The ministry said it wanted to prevent different time zones and “to ensure a harmonised internal market”.
For that to happen, it was waiting on the Europe-wide impact report. “The EU Commission has not yet presented such an impact assessment,” the ministry said.
Meanwhile neighbouring Switzerland also wants to end the changing of the clocks. In a statement made back in 2019, the Swiss Federal Institute of Meteorology said it would be following the lead of the EU in winding the clocks back for the last time in 2021. France has also said it supports ditching the clock changes.
But so far EU member states have not agreed on a common approach.
What would ditching the time change mean?
The consequences of any change to the status quo would be considerable. There are three time zones in the EU, the largest of which, Central European Time, stretches from Spain to Poland.
With permanent daylight savings time (summer time), it would not be light until mid-morning in winter in the west of the continent. In Vigo on the Spanish Atlantic coast, the sun would not rise until about 10.01am on December 21st. In Brest in French Brittany at 10.07amm and in Emden in northern Germany at 9.45am.
With permanent winter time, on the other hand, it would not only get dark an hour earlier than usual in the beer garden or at the beach bar in summer. The sun would also rise extremely early in the east of the EU: in Bialystok in Poland it would rise at 3:01am on June 21st, in Warsaw at 3:15am and in Berlin at 3:44am.
Scientists and teachers against permanent introduction of daylight saving time
The German Society for Sleep Research and Sleep Medicine is in favour of keeping standard time – i.e. winter time. Daylight, and in particular the blue component of sunlight, is the main timer for the human internal clock and is decisive for the wake-sleep rhythm, they say. According to experts, all of this is best guaranteed by winter time.

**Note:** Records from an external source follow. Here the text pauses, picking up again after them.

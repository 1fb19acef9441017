/// 日志工具模块
///
/// 提供日志初始化、格式化和输出的辅助函数
use anyhow::{Context, Result};
use std::fs;
use tracing::info;
use tracing_subscriber::EnvFilter;

use crate::config::Config;
use crate::models::{Digest, ScoreDistribution, UsageSummary};
use crate::orchestrator::BatchReport;

/// 初始化 tracing 订阅器
///
/// 优先使用 `RUST_LOG`，未设置时默认 `info`。重复调用是安全的。
pub fn init() {
    let filter = EnvFilter::try_from_default_env().unwrap_or_else(|_| EnvFilter::new("info"));
    let _ = tracing_subscriber::fmt()
        .with_env_filter(filter)
        .with_target(false)
        .try_init();
}

/// 初始化日志文件
///
/// # 参数
/// - `log_file_path`: 日志文件路径
pub fn init_log_file(log_file_path: &str) -> Result<()> {
    let log_header = format!(
        "{}\n医学论文摘要运行日志 - {}\n{}\n\n",
        "=".repeat(60),
        chrono::Local::now().format("%Y-%m-%d %H:%M:%S"),
        "=".repeat(60)
    );
    fs::write(log_file_path, log_header)
        .with_context(|| format!("无法写入日志文件: {}", log_file_path))?;
    Ok(())
}

/// 记录程序启动信息
pub fn log_startup(config: &Config) {
    info!("{}", "=".repeat(60));
    info!("🚀 程序启动 - 医学论文批量分析模式");
    info!("🤖 模型: {}", config.llm_model_name);
    info!("🪙 每分钟 token 上限: {}", config.max_tokens_per_minute);
    info!(
        "📊 每批 {} 篇，批内最大并发: {}",
        config.batch_size, config.max_concurrent_items
    );
    info!("{}", "=".repeat(60));
}

/// 记录论文加载信息
pub fn log_papers_loaded(total: usize, batch_size: usize, max_concurrent: usize) {
    info!("✓ 找到 {} 篇待分析的论文", total);
    info!(
        "📋 将以每批 {} 篇、批内并发 {} 的方式处理",
        batch_size, max_concurrent
    );
    info!("💡 每批完成后再开始下一批\n");
}

/// 记录批次开始信息
///
/// # 参数
/// - `batch_num`: 批次编号
/// - `total_batches`: 批次总数
/// - `start`: 起始论文编号
/// - `end`: 结束论文编号
/// - `total`: 论文总数
pub fn log_batch_start(
    batch_num: usize,
    total_batches: usize,
    start: usize,
    end: usize,
    total: usize,
) {
    info!("\n{}", "=".repeat(60));
    info!("📦 开始处理第 {}/{} 批", batch_num, total_batches);
    info!("📄 本批论文: {}-{} / 共 {} 篇", start, end, total);
    info!("{}", "=".repeat(60));
}

/// 记录批次完成信息
pub fn log_batch_complete(report: &BatchReport) {
    info!("\n{}", "─".repeat(60));
    info!(
        "✓ 第 {} 批完成: 成功 {}/{}",
        report.batch_index, report.completed, report.size
    );
    info!("{}", "─".repeat(60));
}

/// 打印最终统计信息
pub fn print_final_stats(digest: &Digest, log_file_path: &str) {
    info!("\n{}", "=".repeat(60));
    info!("📊 全部处理完成统计");
    info!(
        "完成时间: {}",
        chrono::Local::now().format("%Y-%m-%d %H:%M:%S")
    );
    info!("{}", "=".repeat(60));
    info!("✅ 成功: {}/{}", digest.total_papers, digest.attempted);
    info!("❌ 失败: {}", digest.failed.len());
    if digest.duplicates_skipped > 0 {
        info!("🔁 重复跳过: {}", digest.duplicates_skipped);
    }
    info!("⭐ 高关注度论文: {}", digest.high_interest_count);

    for (specialty, count) in digest.specialty_counts() {
        info!("  - {}: {} 篇", specialty, count);
    }

    let distribution = &digest.score_distribution;
    if let Some(mean) = distribution.mean {
        info!("📈 平均兴趣分数: {:.2}", mean);
        for (index, count) in distribution.buckets.iter().enumerate() {
            info!("  [{}] {}", ScoreDistribution::bucket_label(index), count);
        }
    }

    for failed in &digest.failed {
        info!(
            "  ✗ {} ({}): {}",
            truncate_text(&failed.title, 60),
            failed.stage,
            failed.reason
        );
    }
    info!("{}", "=".repeat(60));
    info!("\n日志已保存至: {}", log_file_path);
}

/// 打印 token 用量报表
pub fn print_usage_summary(usage: &UsageSummary) {
    info!("\n{}", "─".repeat(60));
    info!("🪙 Token 用量");
    info!(
        "调用次数: {} (失败 {})",
        usage.total_calls, usage.failed_calls
    );
    info!(
        "输入: {} / 输出: {} / 合计: {}",
        usage.input_tokens,
        usage.output_tokens,
        usage.total_tokens()
    );
    info!("估算费用: ${:.4}", usage.total_cost_usd);
    info!("{}", "─".repeat(60));
}

/// 截断长文本用于日志显示
///
/// # 参数
/// - `text`: 原始文本
/// - `max_len`: 最大长度（字符数）
pub fn truncate_text(text: &str, max_len: usize) -> String {
    if text.chars().count() > max_len {
        text.chars().take(max_len).collect::<String>() + "..."
    } else {
        text.to_string()
    }
}

#[cfg(test)]
mod tests {
    use super::*;

    #[test]
    fn test_truncate_text_counts_chars() {
        assert_eq!(truncate_text("心脏病学研究进展", 4), "心脏病学...");
        assert_eq!(truncate_text("short", 10), "short");
    }

    #[test]
    fn test_init_log_file_writes_header() {
        let dir = tempfile::tempdir().unwrap();
        let path = dir.path().join("run.log");
        init_log_file(path.to_str().unwrap()).unwrap();
        let content = std::fs::read_to_string(&path).unwrap();
        assert!(content.contains("医学论文摘要运行日志"));
    }
}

Switching to daylight savings time or summer time could cause a lack of sleep, which would lead to a loss of concentration and performance as well as more accidents, they say.
The German Teachers’ Association also fears health risks for pupils in the case of a permanent switch to daylight savings time.
So when will things change?
Due to the pandemic it seems unlikely that there will be any swift action on this – so seasonal clock changes could be in the works for one or two years yet.
However, because countries do seem to want the clock changes abolished, it probably will happen down the line. The question is, will there be a patchwork of different time zones among neighbouring countries in Europe, or can the EU agree on a common line?